WHAT IS BEING ASKED:
Where a line in the listing below contains the word "BytesMut", copy that line.

Start of INFORMATION SHOWN

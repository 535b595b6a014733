//! # Obfuscated Frame Codec
//!
//! Wraps a payload in a self-describing binary frame whose body is XORed with a
//! keystream carried in the same frame.
//!
//! ## Wire Format
//! ```text
//! [seed(1)] [header(H)] [padding_len(1)] [padding(P)] [keystream(K)] [ciphertext(N)]
//! ```
//! - `header[j] = seed + header_pattern[j]` (mod 256)
//! - `padding_len = seed + P` (mod 256), `P` drawn from `0..=padding_modulus`
//! - `ciphertext[i] = payload[i] ^ keystream[i % K]`
//!
//! `H` and `K` are agreed out of band; `P` is recovered from the frame itself, so the
//! decoder does not need the padding modulus.
//!
//! ## Security
//! This is obfuscation, not encryption. The keystream travels in the clear next to
//! the bytes it masks, and the header only detects accidental corruption or a
//! configuration mismatch.

use crate::config::FrameConfig;
use crate::error::{constants, FingerprintError, FrameViolation, Result};
use crate::core::serialization::{from_canonical_bytes, to_canonical_bytes};
use crate::utils::random::RandomSource;
use bytes::{BufMut, Bytes, BytesMut};
use serde::de::DeserializeOwned;
use serde::Serialize;

/// Offsets recovered from a validated frame.
#[derive(Debug, Clone, Copy, PartialEq, Eq)]
pub struct FrameLayout {
    pub seed: u8,
    pub padding_length: usize,
    pub keystream_start: usize,
    pub ciphertext_start: usize,
    pub payload_len: usize,
}

impl FrameLayout {
    pub fn keystream<'a>(&self, frame: &'a [u8]) -> &'a [u8] {
        &frame[self.keystream_start..self.ciphertext_start]
    }

    pub fn ciphertext<'a>(&self, frame: &'a [u8]) -> &'a [u8] {
        &frame[self.ciphertext_start..]
    }
}

/// Exact length of a frame for the given parameters.
pub fn frame_len(
    header_len: usize,
    padding_length: usize,
    keystream_length: usize,
    payload_len: usize,
) -> usize {
    1 + header_len + 1 + padding_length + keystream_length + payload_len
}

/// Serialize `payload` canonically and wrap it in a frame.
///
/// # Errors
/// `ConfigError` when `keystream_length` is 0, `SerializeError` when the payload has
/// no structured-text form.
pub fn encode<T, R>(
    payload: &T,
    header_pattern: &[u8],
    padding_modulus: u8,
    keystream_length: usize,
    rng: &mut R,
) -> Result<Bytes>
where
    T: Serialize + ?Sized,
    R: RandomSource + ?Sized,
{
    let plaintext = to_canonical_bytes(payload)?;
    encode_bytes(&plaintext, header_pattern, padding_modulus, keystream_length, rng)
}

/// Wrap already-serialized bytes in a frame.
pub fn encode_bytes<R>(
    plaintext: &[u8],
    header_pattern: &[u8],
    padding_modulus: u8,
    keystream_length: usize,
    rng: &mut R,
) -> Result<Bytes>
where
    R: RandomSource + ?Sized,
{
    check_keystream_length(keystream_length)?;

    let seed = rng.next_byte();
    let padding_length = (u16::from(rng.next_byte()) % (u16::from(padding_modulus) + 1)) as u8;

    let total = (header_pattern.len() + 2 + usize::from(padding_length))
        .checked_add(keystream_length)
        .and_then(|n| n.checked_add(plaintext.len()))
        .ok_or_else(|| FingerprintError::ConfigError(constants::ERR_FRAME_TOO_LARGE.into()))?;
    let mut frame = BytesMut::with_capacity(total);

    frame.put_u8(seed);
    for &h in header_pattern {
        frame.put_u8(seed.wrapping_add(h));
    }
    frame.put_u8(seed.wrapping_add(padding_length));

    let mut padding = [0u8; u8::MAX as usize];
    let padding = &mut padding[..usize::from(padding_length)];
    rng.fill(padding);
    frame.extend_from_slice(padding);

    let mut keystream = vec![0u8; keystream_length];
    rng.fill(&mut keystream);
    frame.extend_from_slice(&keystream);

    frame.extend(
        plaintext
            .iter()
            .zip(keystream.iter().cycle())
            .map(|(b, k)| b ^ k),
    );

    debug_assert_eq!(frame.len(), total);
    Ok(frame.freeze())
}

/// Validate a frame's header and length and locate its regions.
///
/// # Errors
/// `Validation` when the frame is shorter than `header_len + 2`, a header byte does
/// not match the pattern, or the frame is shorter than padding plus keystream.
pub fn inspect(frame: &[u8], header_pattern: &[u8], keystream_length: usize) -> Result<FrameLayout> {
    check_keystream_length(keystream_length)?;

    let header_len = header_pattern.len();
    let fixed = header_len + 2;
    if frame.len() < fixed {
        return Err(FrameViolation::Truncated {
            len: frame.len(),
            required: fixed,
        }
        .into());
    }

    let seed = frame[0];
    for (index, (&expected, &byte)) in header_pattern.iter().zip(&frame[1..=header_len]).enumerate() {
        let found = byte.wrapping_sub(seed);
        if found != expected {
            return Err(FrameViolation::HeaderMismatch {
                index,
                expected,
                found,
            }
            .into());
        }
    }

    let padding_length = usize::from(frame[1 + header_len].wrapping_sub(seed));
    let keystream_start = fixed + padding_length;
    // An unrepresentable end offset can never fit in the frame
    let required = keystream_start
        .checked_add(keystream_length)
        .unwrap_or(usize::MAX);
    if frame.len() < required {
        return Err(FrameViolation::Truncated {
            len: frame.len(),
            required,
        }
        .into());
    }
    let ciphertext_start = required;

    Ok(FrameLayout {
        seed,
        padding_length,
        keystream_start,
        ciphertext_start,
        payload_len: frame.len() - ciphertext_start,
    })
}

/// Validate a frame and recover its payload bytes without parsing them.
pub fn decode_bytes(frame: &[u8], header_pattern: &[u8], keystream_length: usize) -> Result<Vec<u8>> {
    let layout = inspect(frame, header_pattern, keystream_length)?;
    let keystream = layout.keystream(frame);
    Ok(layout
        .ciphertext(frame)
        .iter()
        .zip(keystream.iter().cycle())
        .map(|(b, k)| b ^ k)
        .collect())
}

/// Validate a frame, recover its payload and parse it as `T`.
///
/// Typed floats come back bit-exact; untyped `Value` payloads compare with
/// [`canonical_eq`](crate::core::serialization::canonical_eq).
///
/// # Errors
/// `Validation` for structural failures (see [`inspect`]); `Parse` when the recovered
/// bytes are not valid UTF-8 structured text for `T`.
pub fn decode<T: DeserializeOwned>(
    frame: &[u8],
    header_pattern: &[u8],
    keystream_length: usize,
) -> Result<T> {
    let plaintext = decode_bytes(frame, header_pattern, keystream_length)?;
    from_canonical_bytes(&plaintext)
}

fn check_keystream_length(keystream_length: usize) -> Result<()> {
    if keystream_length == 0 {
        return Err(FingerprintError::ConfigError(constants::ERR_ZERO_KEYSTREAM.into()));
    }
    Ok(())
}

/// Frame codec bound to one [`FrameConfig`].
#[derive(Debug, Clone, PartialEq, Eq)]
pub struct FrameCodec {
    config: FrameConfig,
}

impl Default for FrameCodec {
    fn default() -> Self {
        Self {
            config: FrameConfig::default(),
        }
    }
}

impl FrameCodec {
    /// # Errors
    /// `ConfigError` when the keystream length is 0.
    pub fn new(config: FrameConfig) -> Result<Self> {
        check_keystream_length(config.keystream_length)?;
        Ok(Self { config })
    }

    pub fn config(&self) -> &FrameConfig {
        &self.config
    }

    pub fn encode<T, R>(&self, payload: &T, rng: &mut R) -> Result<Bytes>
    where
        T: Serialize + ?Sized,
        R: RandomSource + ?Sized,
    {
        encode(
            payload,
            &self.config.header_pattern,
            self.config.padding_modulus,
            self.config.keystream_length,
            rng,
        )
    }

    pub fn decode<T: DeserializeOwned>(&self, frame: &[u8]) -> Result<T> {
        decode(frame, &self.config.header_pattern, self.config.keystream_length)
    }

    pub fn inspect(&self, frame: &[u8]) -> Result<FrameLayout> {
        inspect(frame, &self.config.header_pattern, self.config.keystream_length)
    }
}
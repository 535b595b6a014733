//! # Configuration Management
//!
//! Centralized configuration for fingerprinting and frame exchange.
//!
//! The frame section holds the out-of-band parameters both peers must agree on
//! (header pattern, padding modulus, keystream length). None of them travel in the
//! frame itself, so a mismatch only shows up as a validation or parse failure on decode.
//!
//! ## Configuration Sources
//! - TOML files via `from_file()`
//! - Direct instantiation with defaults
//! - Environment-specific overrides via `from_env()`

use crate::error::{FingerprintError, Result};
use crate::utils::timeout;
use serde::{Deserialize, Serialize};
use std::collections::BTreeMap;
use std::fs::File;
use std::io::Read;
use std::path::Path;
use std::time::Duration;
use tracing::Level;

/// Header pattern of the observed protocol
pub const DEFAULT_HEADER_PATTERN: [u8; 2] = [3, 7];

/// Upper bound (inclusive) on random padding bytes in the observed protocol
pub const DEFAULT_PADDING_MODULUS: u8 = 3;

/// Keystream bytes carried in each frame in the observed protocol
pub const DEFAULT_KEYSTREAM_LENGTH: usize = 7;

/// Keystreams longer than this are almost certainly a misconfiguration
pub const MAX_KEYSTREAM_LENGTH: usize = 4096;

/// Largest response body the exchange layer will try to decode (16 MB)
pub const MAX_RESPONSE_SIZE: usize = 16 * 1024 * 1024;

/// Top-level configuration
#[derive(Debug, Clone, Deserialize, Serialize, Default)]
pub struct CodecConfig {
    /// Frame codec parameters
    #[serde(default)]
    pub frame: FrameConfig,

    /// Outbound exchange settings
    #[serde(default)]
    pub transport: TransportConfig,

    /// Logging configuration
    #[serde(default)]
    pub logging: LoggingConfig,
}

impl CodecConfig {
    /// Load configuration from a TOML file
    pub fn from_file<P: AsRef<Path>>(path: P) -> Result<Self> {
        let mut file = File::open(path).map_err(|e| {
            FingerprintError::ConfigError(format!("Failed to open config file: {e}"))
        })?;

        let mut contents = String::new();
        file.read_to_string(&mut contents).map_err(|e| {
            FingerprintError::ConfigError(format!("Failed to read config file: {e}"))
        })?;

        Self::from_toml(&contents)
    }

    /// Load configuration from TOML string
    pub fn from_toml(content: &str) -> Result<Self> {
        toml::from_str::<Self>(content)
            .map_err(|e| FingerprintError::ConfigError(format!("Failed to parse TOML: {e}")))
    }

    /// Load configuration from environment variables on top of the defaults
    pub fn from_env() -> Result<Self> {
        let mut config = Self::default();

        if let Ok(endpoint) = std::env::var("FINGERPRINT_FRAME_ENDPOINT") {
            config.transport.endpoint = endpoint;
        }

        if let Ok(timeout) = std::env::var("FINGERPRINT_FRAME_TIMEOUT_MS") {
            let millis = timeout.parse::<u64>().map_err(|e| {
                FingerprintError::ConfigError(format!("Invalid FINGERPRINT_FRAME_TIMEOUT_MS: {e}"))
            })?;
            config.transport.timeout = Duration::from_millis(millis);
        }

        if let Ok(length) = std::env::var("FINGERPRINT_FRAME_KEYSTREAM_LENGTH") {
            config.frame.keystream_length = length.parse::<usize>().map_err(|e| {
                FingerprintError::ConfigError(format!(
                    "Invalid FINGERPRINT_FRAME_KEYSTREAM_LENGTH: {e}"
                ))
            })?;
        }

        if let Ok(modulus) = std::env::var("FINGERPRINT_FRAME_PADDING_MODULUS") {
            config.frame.padding_modulus = modulus.parse::<u8>().map_err(|e| {
                FingerprintError::ConfigError(format!(
                    "Invalid FINGERPRINT_FRAME_PADDING_MODULUS: {e}"
                ))
            })?;
        }

        if let Ok(level) = std::env::var("FINGERPRINT_FRAME_LOG_LEVEL") {
            config.logging.log_level = level.parse::<Level>().map_err(|_| {
                FingerprintError::ConfigError(format!("Invalid FINGERPRINT_FRAME_LOG_LEVEL: {level}"))
            })?;
        }

        Ok(config)
    }

    /// Apply overrides to the default configuration
    pub fn default_with_overrides<F>(mutator: F) -> Self
    where
        F: FnOnce(&mut Self),
    {
        let mut config = Self::default();
        mutator(&mut config);
        config
    }

    /// Generate example configuration file content
    pub fn example_config() -> String {
        toml::to_string_pretty(&Self::default())
            .unwrap_or_else(|_| String::from("# Failed to generate example config"))
    }

    /// Save configuration to a file
    pub fn save_to_file<P: AsRef<Path>>(&self, path: P) -> Result<()> {
        let content = toml::to_string_pretty(self).map_err(|e| {
            FingerprintError::ConfigError(format!("Failed to serialize config: {e}"))
        })?;

        std::fs::write(path, content).map_err(|e| {
            FingerprintError::ConfigError(format!("Failed to write config file: {e}"))
        })?;

        Ok(())
    }

    /// Validate the configuration for common issues and misconfigurations
    ///
    /// Returns a list of validation errors. Empty list means configuration is valid.
    pub fn validate(&self) -> Vec<String> {
        let mut errors = Vec::new();
        errors.extend(self.frame.validate());
        errors.extend(self.transport.validate());
        errors.extend(self.logging.validate());
        errors
    }

    /// Validate and return Result - convenience method
    pub fn validate_strict(&self) -> Result<()> {
        strict(self.validate())
    }
}

fn strict(errors: Vec<String>) -> Result<()> {
    if errors.is_empty() {
        Ok(())
    } else {
        Err(FingerprintError::ConfigError(format!(
            "Configuration validation failed:\n  - {}",
            errors.join("\n  - ")
        )))
    }
}

/// Frame codec parameters shared out of band with the remote peer
#[derive(Debug, Clone, PartialEq, Eq, Deserialize, Serialize)]
pub struct FrameConfig {
    /// Values added to the seed byte to form the frame header
    pub header_pattern: Vec<u8>,

    /// Padding length is drawn from `0..=padding_modulus`
    pub padding_modulus: u8,

    /// Number of keystream bytes per frame
    pub keystream_length: usize,
}

impl Default for FrameConfig {
    fn default() -> Self {
        Self {
            header_pattern: DEFAULT_HEADER_PATTERN.to_vec(),
            padding_modulus: DEFAULT_PADDING_MODULUS,
            keystream_length: DEFAULT_KEYSTREAM_LENGTH,
        }
    }
}

impl FrameConfig {
    /// Build a frame configuration from its three parameters
    pub fn new(header_pattern: impl Into<Vec<u8>>, padding_modulus: u8, keystream_length: usize) -> Self {
        Self {
            header_pattern: header_pattern.into(),
            padding_modulus,
            keystream_length,
        }
    }

    /// Validate frame configuration
    pub fn validate(&self) -> Vec<String> {
        let mut errors = Vec::new();

        if self.keystream_length == 0 {
            errors.push("Keystream length must be greater than 0".to_string());
        } else if self.keystream_length > MAX_KEYSTREAM_LENGTH {
            errors.push(format!(
                "Keystream length too large: {} (maximum: {MAX_KEYSTREAM_LENGTH})",
                self.keystream_length
            ));
        }

        // Without header bytes a decoder cannot tell a foreign frame from a valid one
        if self.header_pattern.is_empty() {
            errors.push("Header pattern should not be empty (frames become unverifiable)".to_string());
        }

        errors
    }

    /// Validate and return Result - convenience method
    pub fn validate_strict(&self) -> Result<()> {
        strict(self.validate())
    }

    /// Bytes a frame occupies before any padding, keystream or payload
    pub fn fixed_overhead(&self) -> usize {
        self.header_pattern.len() + 2
    }
}

/// Outbound exchange settings handed to the transport collaborator
#[derive(Debug, Clone, Deserialize, Serialize)]
pub struct TransportConfig {
    /// Verification endpoint URL
    pub endpoint: String,

    /// Deadline for a single exchange
    #[serde(with = "duration_serde")]
    pub timeout: Duration,

    /// Content type announced for the frame body
    pub content_type: String,

    /// Largest response body accepted for decoding
    pub max_response_size: usize,

    /// Extra request headers, passed through untouched
    #[serde(default)]
    pub headers: BTreeMap<String, String>,
}

impl Default for TransportConfig {
    fn default() -> Self {
        Self {
            endpoint: String::from("http://127.0.0.1:8080/"),
            timeout: timeout::DEFAULT_TIMEOUT,
            content_type: String::from("text/plain"),
            max_response_size: MAX_RESPONSE_SIZE,
            headers: BTreeMap::new(),
        }
    }
}

impl TransportConfig {
    /// Validate transport configuration
    pub fn validate(&self) -> Vec<String> {
        let mut errors = Vec::new();

        if self.endpoint.is_empty() {
            errors.push("Transport endpoint cannot be empty".to_string());
        } else if !(self.endpoint.starts_with("http://") || self.endpoint.starts_with("https://")) {
            errors.push(format!(
                "Invalid transport endpoint: '{}' (expected an http:// or https:// URL)",
                self.endpoint
            ));
        }

        if self.timeout.as_millis() < 100 {
            errors.push("Transport timeout too short (minimum: 100ms)".to_string());
        } else if self.timeout.as_secs() > 300 {
            errors.push("Transport timeout too long (maximum: 300s)".to_string());
        }

        if self.content_type.is_empty() {
            errors.push("Content type cannot be empty".to_string());
        }

        if self.max_response_size == 0 {
            errors.push("Max response size cannot be 0".to_string());
        } else if self.max_response_size > 100 * 1024 * 1024 {
            errors.push(format!(
                "Max response size too large: {} bytes (maximum recommended: 100 MB)",
                self.max_response_size
            ));
        }

        errors
    }
}

/// Logging configuration
#[derive(Debug, Clone, Deserialize, Serialize)]
pub struct LoggingConfig {
    /// Application name for logs
    pub app_name: String,

    /// Log level
    #[serde(with = "log_level_serde")]
    pub log_level: Level,

    /// Whether to log to console
    pub log_to_console: bool,

    /// Whether to log to file
    pub log_to_file: bool,

    /// Path to log file (if log_to_file is true)
    pub log_file_path: Option<String>,

    /// Whether to use JSON formatting for logs
    pub json_format: bool,
}

impl Default for LoggingConfig {
    fn default() -> Self {
        Self {
            app_name: String::from("fingerprint-frame"),
            log_level: Level::INFO,
            log_to_console: true,
            log_to_file: false,
            log_file_path: None,
            json_format: false,
        }
    }
}

impl LoggingConfig {
    /// Validate logging configuration
    pub fn validate(&self) -> Vec<String> {
        let mut errors = Vec::new();

        if self.app_name.is_empty() {
            errors.push("Application name cannot be empty".to_string());
        } else if self.app_name.len() > 64 {
            errors.push(format!(
                "Application name too long: {} characters (maximum: 64)",
                self.app_name.len()
            ));
        }

        if self.log_to_file {
            if let Some(ref path) = self.log_file_path {
                if let Some(parent) = Path::new(path).parent() {
                    if !parent.as_os_str().is_empty() && !parent.exists() {
                        errors.push(format!(
                            "Log file directory does not exist: {}",
                            parent.display()
                        ));
                    }
                }
            } else {
                errors.push("log_file_path must be specified when log_to_file is true".to_string());
            }
        }

        if !self.log_to_console && !self.log_to_file {
            errors
                .push("At least one logging output (console or file) must be enabled".to_string());
        }

        errors
    }
}

/// Helper module for Duration serialization/deserialization
mod duration_serde {
    use serde::{Deserialize, Deserializer, Serialize, Serializer};
    use std::time::Duration;

    pub fn serialize<S>(duration: &Duration, serializer: S) -> Result<S::Ok, S::Error>
    where
        S: Serializer,
    {
        let millis = duration.as_millis() as u64;
        millis.serialize(serializer)
    }

    pub fn deserialize<'de, D>(deserializer: D) -> Result<Duration, D::Error>
    where
        D: Deserializer<'de>,
    {
        let millis = u64::deserialize(deserializer)?;
        Ok(Duration::from_millis(millis))
    }
}

/// Helper module for tracing::Level serialization/deserialization
mod log_level_serde {
    use serde::{Deserialize, Deserializer, Serialize, Serializer};
    use std::str::FromStr;
    use tracing::Level;

    pub fn serialize<S>(level: &Level, serializer: S) -> Result<S::Ok, S::Error>
    where
        S: Serializer,
    {
        let level_str = match *level {
            Level::TRACE => "trace",
            Level::DEBUG => "debug",
            Level::INFO => "info",
            Level::WARN => "warn",
            Level::ERROR => "error",
        };
        level_str.serialize(serializer)
    }

    pub fn deserialize<'de, D>(deserializer: D) -> Result<Level, D::Error>
    where
        D: Deserializer<'de>,
    {
        let level_str = String::deserialize(deserializer)?;
        Level::from_str(&level_str)
            .map_err(|_| serde::de::Error::custom(format!("Invalid log level: {level_str}")))
    }
}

End of INFORMATION SHOWN

YOUR RESPONSE:
use bytes::{BufMut, Bytes, BytesMut};
    let mut frame = BytesMut::with_capacity(total);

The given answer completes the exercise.